⟨

use thiserror::Error;

#[derive(Debug, Error)]
pub enum CatalogError {
    #[error("failed to read catalog file: {0}")]
    Io(#[from] std::io::Error),
    #[error("failed to parse catalog document: {0}")]
    Parse(#[from] serde_json::Error),
}
//! Per-recipient fog-of-war (§4.8): what one player currently sees.
//!
//! A building or missile the recipient doesn't own is visible only if it
//! falls inside one of the recipient's own radar rings or satellite ground
//! footprints, or (for `RevealTarget`) an active hack the recipient is
//! running has exposed it. Cities and satellites are never hidden — a
//! population center or an orbiting object isn't the kind of thing fog
//! plausibly conceals, only buildings and missiles are.

use std::collections::HashSet;

use standoff_core::constants::SATELLITE_VISION_HALF_ANGLE_DEG;
use standoff_core::entities::{Building, Satellite};
use standoff_core::enums::HackType;
use standoff_core::state::GameSession;
use standoff_core::types::GeoPos;
use standoff_geo::flight_profile;
use standoff_geo::great_circle;

use super::hacking;

/// The set of building/missile ids visible to one recipient this tick.
#[derive(Debug, Clone, Default)]
pub struct Visibility {
    pub buildings: HashSet<String>,
    pub missiles: HashSet<String>,
}

struct Sensor {
    position: GeoPos,
    range_km: f64,
}

impl Sensor {
    /// Covers a ground point (altitude 0, unaffected by horizon) or an
    /// airborne point at `altitude_m`, whose radar horizon extends the
    /// sensor's nominal range (§4.8).
    fn covers(&self, point: GeoPos, altitude_m: f64) -> bool {
        let horizon_km = great_circle::radar_horizon_km(altitude_m);
        great_circle::distance_km(self.position, point) <= self.range_km + horizon_km
    }
}

/// Whether `satellite` has a live communication path back to ground: a
/// direct link to one of `player_id`'s own active, uncompromised radars, or
/// one relay hop through another of the player's satellites that itself has
/// a direct link (§4.8, gated by `HackType::DisableSatelliteComm`).
fn satellite_has_comm_link(session: &GameSession, player_id: &str, satellite: &Satellite) -> bool {
    if hacking::is_compromised(session, &satellite.id, HackType::DisableSatelliteComm) {
        return false;
    }
    if has_direct_radar_link(session, player_id, satellite.ground_position) {
        return true;
    }
    session.satellites.values().any(|relay| {
        relay.id != satellite.id
            && relay.owner_id == player_id
            && !relay.destroyed
            && !hacking::is_compromised(session, &relay.id, HackType::DisableSatelliteComm)
            && has_direct_radar_link(session, player_id, relay.ground_position)
    })
}

fn has_direct_radar_link(session: &GameSession, player_id: &str, ground_position: GeoPos) -> bool {
    session.buildings.values().any(|b| {
        if b.owner_id() != player_id || b.destroyed() {
            return false;
        }
        let Building::Radar { common, range_km, active } = b else { return false };
        *active
            && !hacking::is_compromised(session, &common.id, HackType::BlindRadar)
            && great_circle::distance_km(common.position, ground_position) <= *range_km
    })
}

fn player_sensors(session: &GameSession, player_id: &str) -> Vec<Sensor> {
    let mut sensors = Vec::new();

    for building in session.buildings.values() {
        if building.owner_id() != player_id || building.destroyed() {
            continue;
        }
        if let Building::Radar { common, range_km, active } = building {
            if *active && !hacking::is_compromised(session, &common.id, HackType::BlindRadar) {
                sensors.push(Sensor { position: common.position, range_km: *range_km });
            }
        }
    }

    for satellite in session.satellites.values() {
        if satellite.owner_id != player_id || satellite.destroyed {
            continue;
        }
        if !satellite_has_comm_link(session, player_id, satellite) {
            continue;
        }
        let footprint_km = satellite.orbital_altitude_km * SATELLITE_VISION_HALF_ANGLE_DEG.to_radians().tan();
        sensors.push(Sensor { position: satellite.ground_position, range_km: footprint_km });
    }

    sensors
}

fn missile_altitude_m(missile: &standoff_core::entities::Missile) -> f64 {
    let common = missile.common();
    flight_profile::altitude_at_progress(common.progress, common.flight_duration_ms, common.apex_altitude_m)
}

/// Compute what `player_id` currently sees.
pub fn visible_for(session: &GameSession, player_id: &str) -> Visibility {
    let sensors = player_sensors(session, player_id);
    let mut visibility = Visibility::default();

    for building in session.buildings.values() {
        if building.destroyed() {
            continue;
        }
        if building.owner_id() == player_id {
            visibility.buildings.insert(building.id().to_string());
            continue;
        }
        let sensed = sensors.iter().any(|s| s.covers(building.common().position, 0.0));
        let revealed = hacking::compromising_attacker(session, building.id(), HackType::RevealTarget).as_deref()
            == Some(player_id);
        if sensed || revealed {
            visibility.buildings.insert(building.id().to_string());
        }
    }

    for missile in session.missiles.values() {
        if missile.owner_id() == player_id {
            visibility.missiles.insert(missile.id().to_string());
            continue;
        }
        let altitude_m = missile_altitude_m(missile);
        if sensors.iter().any(|s| s.covers(missile.common().current_geo, altitude_m)) {
            visibility.missiles.insert(missile.id().to_string());
        }
    }

    visibility
}

#[cfg(test)]
mod tests {
    use super::*;
    use standoff_core::config::SessionConfig;
    use standoff_core::entities::{BuildingCommon, Missile, MissileCommon};
    use standoff_core::enums::{MissileKind, SessionPhase};

    fn base_session() -> GameSession {
        GameSession {
            id: "s".into(),
            clock: Default::default(),
            phase: SessionPhase::Launch,
            defcon_level: 1,
            defcon_ms_remaining: 0,
            game_speed: 1,
            players: Default::default(),
            territories: Default::default(),
            cities: Default::default(),
            buildings: Default::default(),
            missiles: Default::default(),
            satellites: Default::default(),
            hacking_nodes: Default::default(),
            hacking_connections: Default::default(),
            hacking_traces: Default::default(),
            config: SessionConfig::default(),
        }
    }

    #[test]
    fn own_buildings_are_always_visible() {
        let mut session = base_session();
        session.buildings.insert(
            "b1".into(),
            Building::Radar {
                common: BuildingCommon { id: "b1".into(), owner_id: "p1".into(), position: GeoPos::new(0.0, 0.0), destroyed: false },
                range_km: 10.0,
                active: true,
            },
        );
        let visibility = visible_for(&session, "p1");
        assert!(visibility.buildings.contains("b1"));
    }

    #[test]
    fn enemy_missile_outside_radar_range_is_hidden() {
        let mut session = base_session();
        session.buildings.insert(
            "radar-1".into(),
            Building::Radar {
                common: BuildingCommon { id: "radar-1".into(), owner_id: "p1".into(), position: GeoPos::new(0.0, 0.0), destroyed: false },
                range_km: 100.0,
                active: true,
            },
        );
        session.missiles.insert(
            "icbm-1".into(),
            Missile::Icbm {
                common: MissileCommon {
                    id: "icbm-1".into(),
                    owner_id: "p2".into(),
                    kind: MissileKind::Icbm,
                    launch_geo: GeoPos::new(0.0, 170.0),
                    target_geo: GeoPos::new(0.0, 170.0),
                    current_geo: GeoPos::new(0.0, 170.0),
                    launch_tick: 0,
                    flight_duration_ms: 10_000,
                    apex_altitude_m: 0.0,
                    progress: 0.0,
                    intercepted: false,
                    detonated: false,
                },
                source_silo_id: "other-silo".into(),
            },
        );
        let visibility = visible_for(&session, "p1");
        assert!(!visibility.missiles.contains("icbm-1"));
    }

    #[test]
    fn enemy_missile_inside_radar_range_is_visible() {
        let mut session = base_session();
        session.buildings.insert(
            "radar-1".into(),
            Building::Radar {
                common: BuildingCommon { id: "radar-1".into(), owner_id: "p1".into(), position: GeoPos::new(0.0, 0.0), destroyed: false },
                range_km: 5_000.0,
                active: true,
            },
        );
        session.missiles.insert(
            "icbm-1".into(),
            Missile::Icbm {
                common: MissileCommon {
                    id: "icbm-1".into(),
                    owner_id: "p2".into(),
                    kind: MissileKind::Icbm,
                    launch_geo: GeoPos::new(0.0, 10.0),
                    target_geo: GeoPos::new(0.0, 10.0),
                    current_geo: GeoPos::new(0.0, 10.0),
                    launch_tick: 0,
                    flight_duration_ms: 10_000,
                    apex_altitude_m: 0.0,
                    progress: 0.0,
                    intercepted: false,
                    detonated: false,
                },
                source_silo_id: "other-silo".into(),
            },
        );
        let visibility = visible_for(&session, "p1");
        assert!(visibility.missiles.contains("icbm-1"));
    }
}
//! The per-match actor: owns one `SimulationEngine` and drives its `tick()`
//! on a fixed-rate timer, fanning the tick's output out to each player's
//! connection (§4.3, §4.12).
//!
//! Grounded on `deterrence-app::game_loop`'s shape (drain commands → advance
//! one tick → publish the result each iteration), with
//! `tokio::time::interval` in place of `std::thread::sleep`-based pacing
//! since the rest of this server is already async, and command delivery by
//! `tokio::select!` against an mpsc channel instead of `try_recv` draining,
//! since an async task can simply wait on both at once.

use std::collections::HashMap;
use std::sync::Arc;
use std::time::Duration;

use tokio::sync::{mpsc, Mutex};
use tokio::time::MissedTickBehavior;

use standoff_core::commands::ClientMessage;
use standoff_core::constants::{CONNECTION_CHANNEL_CAPACITY, TICK_MS};
use standoff_core::enums::SessionPhase;
use standoff_core::events::{ServerMessage, SimEvent};
use standoff_sim::SimulationEngine;

use crate::connection::ConnectionRegistry;

/// Registry type a session removes its own entry from once its actor stops.
pub type SessionRegistry = Arc<Mutex<HashMap<String, mpsc::Sender<SessionInput>>>>;

/// One thing that can happen to a running session between ticks: a queued
/// player command, or a connection dropping (so the actor can forget that
/// player's delta cache and AI bookkeeping — their entities stay put, §3).
pub enum SessionInput {
    Command(String, ClientMessage),
    Disconnected(String),
}

/// Spawn a session actor for `engine`, returning the sender its connections
/// should forward decoded `ClientMessage`s and disconnect notices through.
/// The actor removes its own entry from `sessions` the moment it stops.
pub fn spawn(
    engine: SimulationEngine,
    connections: Arc<ConnectionRegistry>,
    sessions: SessionRegistry,
) -> mpsc::Sender<SessionInput> {
    let (command_tx, command_rx) = mpsc::channel(CONNECTION_CHANNEL_CAPACITY);
    let actor = SessionActor { engine, command_rx, connections, sessions };
    tokio::spawn(actor.run());
    command_tx
}

struct SessionActor {
    engine: SimulationEngine,
    command_rx: mpsc::Receiver<SessionInput>,
    connections: Arc<ConnectionRegistry>,
    sessions: SessionRegistry,
}

impl SessionActor {
    async fn run(mut self) {
        let session_id = self.engine.session().id.clone();
        let mut interval = tokio::time::interval(Duration::from_millis(TICK_MS));
        interval.set_missed_tick_behavior(MissedTickBehavior::Delay);

        loop {
            tokio::select! {
                _ = interval.tick() => {
                    if self.step().await {
                        break;
                    }
                }
                incoming = self.command_rx.recv() => {
                    match incoming {
                        Some(SessionInput::Command(player_id, message)) => self.engine.enqueue(player_id, message),
                        Some(SessionInput::Disconnected(player_id)) => self.engine.forget_player(&player_id),
                        // Every connection for this session has dropped its sender; with
                        // nothing left to ever queue a command, there's no point ticking on.
                        None => break,
                    }
                }
            }
        }

        self.sessions.lock().await.remove(&session_id);
        tracing::info!(session_id, "session ended, actor shutting down");
    }

    /// Advance one tick and publish its output. Returns `true` once the game
    /// has ended and the actor should stop.
    async fn step(&mut self) -> bool {
        let output = self.engine.tick();

        for (player_id, delta) in &output.deltas {
            if !delta.is_empty() {
                self.connections.send(player_id, ServerMessage::GameDelta { delta: delta.clone() }).await;
            }
        }
        for (player_id, reply) in output.replies {
            self.connections.send(&player_id, reply).await;
        }

        if self.engine.session().phase != SessionPhase::Ended {
            return false;
        }

        let winner = output
            .deltas
            .iter()
            .flat_map(|(_, delta)| &delta.events)
            .find_map(|event| match event {
                SimEvent::GameEnd { winner_id } => Some(winner_id.clone()),
                _ => None,
            })
            .flatten();
        let scores = self.engine.final_scores();
        let player_ids = self.engine.session().player_ids();
        self.connections.broadcast(&player_ids, ServerMessage::GameEnd { winner, scores }).await;
        true
    }
}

⟩

TASK PROMPT
Start at the first line of the material and transcribe each line exactly, stopping once the line containing "a direct link" has been written.

RESULT OF THIS EXERCISE
use thiserror::Error;

#[derive(Debug, Error)]
pub enum CatalogError {
    #[error("failed to read catalog file: {0}")]
    Io(#[from] std::io::Error),
    #[error("failed to parse catalog document: {0}")]
    Parse(#[from] serde_json::Error),
}
//! Per-recipient fog-of-war (§4.8): what one player currently sees.
//!
//! A building or missile the recipient doesn't own is visible only if it
//! falls inside one of the recipient's own radar rings or satellite ground
//! footprints, or (for `RevealTarget`) an active hack the recipient is
//! running has exposed it. Cities and satellites are never hidden — a
//! population center or an orbiting object isn't the kind of thing fog
//! plausibly conceals, only buildings and missiles are.

use std::collections::HashSet;

use standoff_core::constants::SATELLITE_VISION_HALF_ANGLE_DEG;
use standoff_core::entities::{Building, Satellite};
use standoff_core::enums::HackType;
use standoff_core::state::GameSession;
use standoff_core::types::GeoPos;
use standoff_geo::flight_profile;
use standoff_geo::great_circle;

use super::hacking;

/// The set of building/missile ids visible to one recipient this tick.
#[derive(Debug, Clone, Default)]
pub struct Visibility {
    pub buildings: HashSet<String>,
    pub missiles: HashSet<String>,
}

struct Sensor {
    position: GeoPos,
    range_km: f64,
}

impl Sensor {
    /// Covers a ground point (altitude 0, unaffected by horizon) or an
    /// airborne point at `altitude_m`, whose radar horizon extends the
    /// sensor's nominal range (§4.8).
    fn covers(&self, point: GeoPos, altitude_m: f64) -> bool {
        let horizon_km = great_circle::radar_horizon_km(altitude_m);
        great_circle::distance_km(self.position, point) <= self.range_km + horizon_km
    }
}

/// Whether `satellite` has a live communication path back to ground: a
/// direct link to one of `player_id`'s own active, uncompromised radars, or
/// one relay hop through another of the player's satellites that itself has
/// a direct link (§4.8, gated by `HackType::DisableSatelliteComm`).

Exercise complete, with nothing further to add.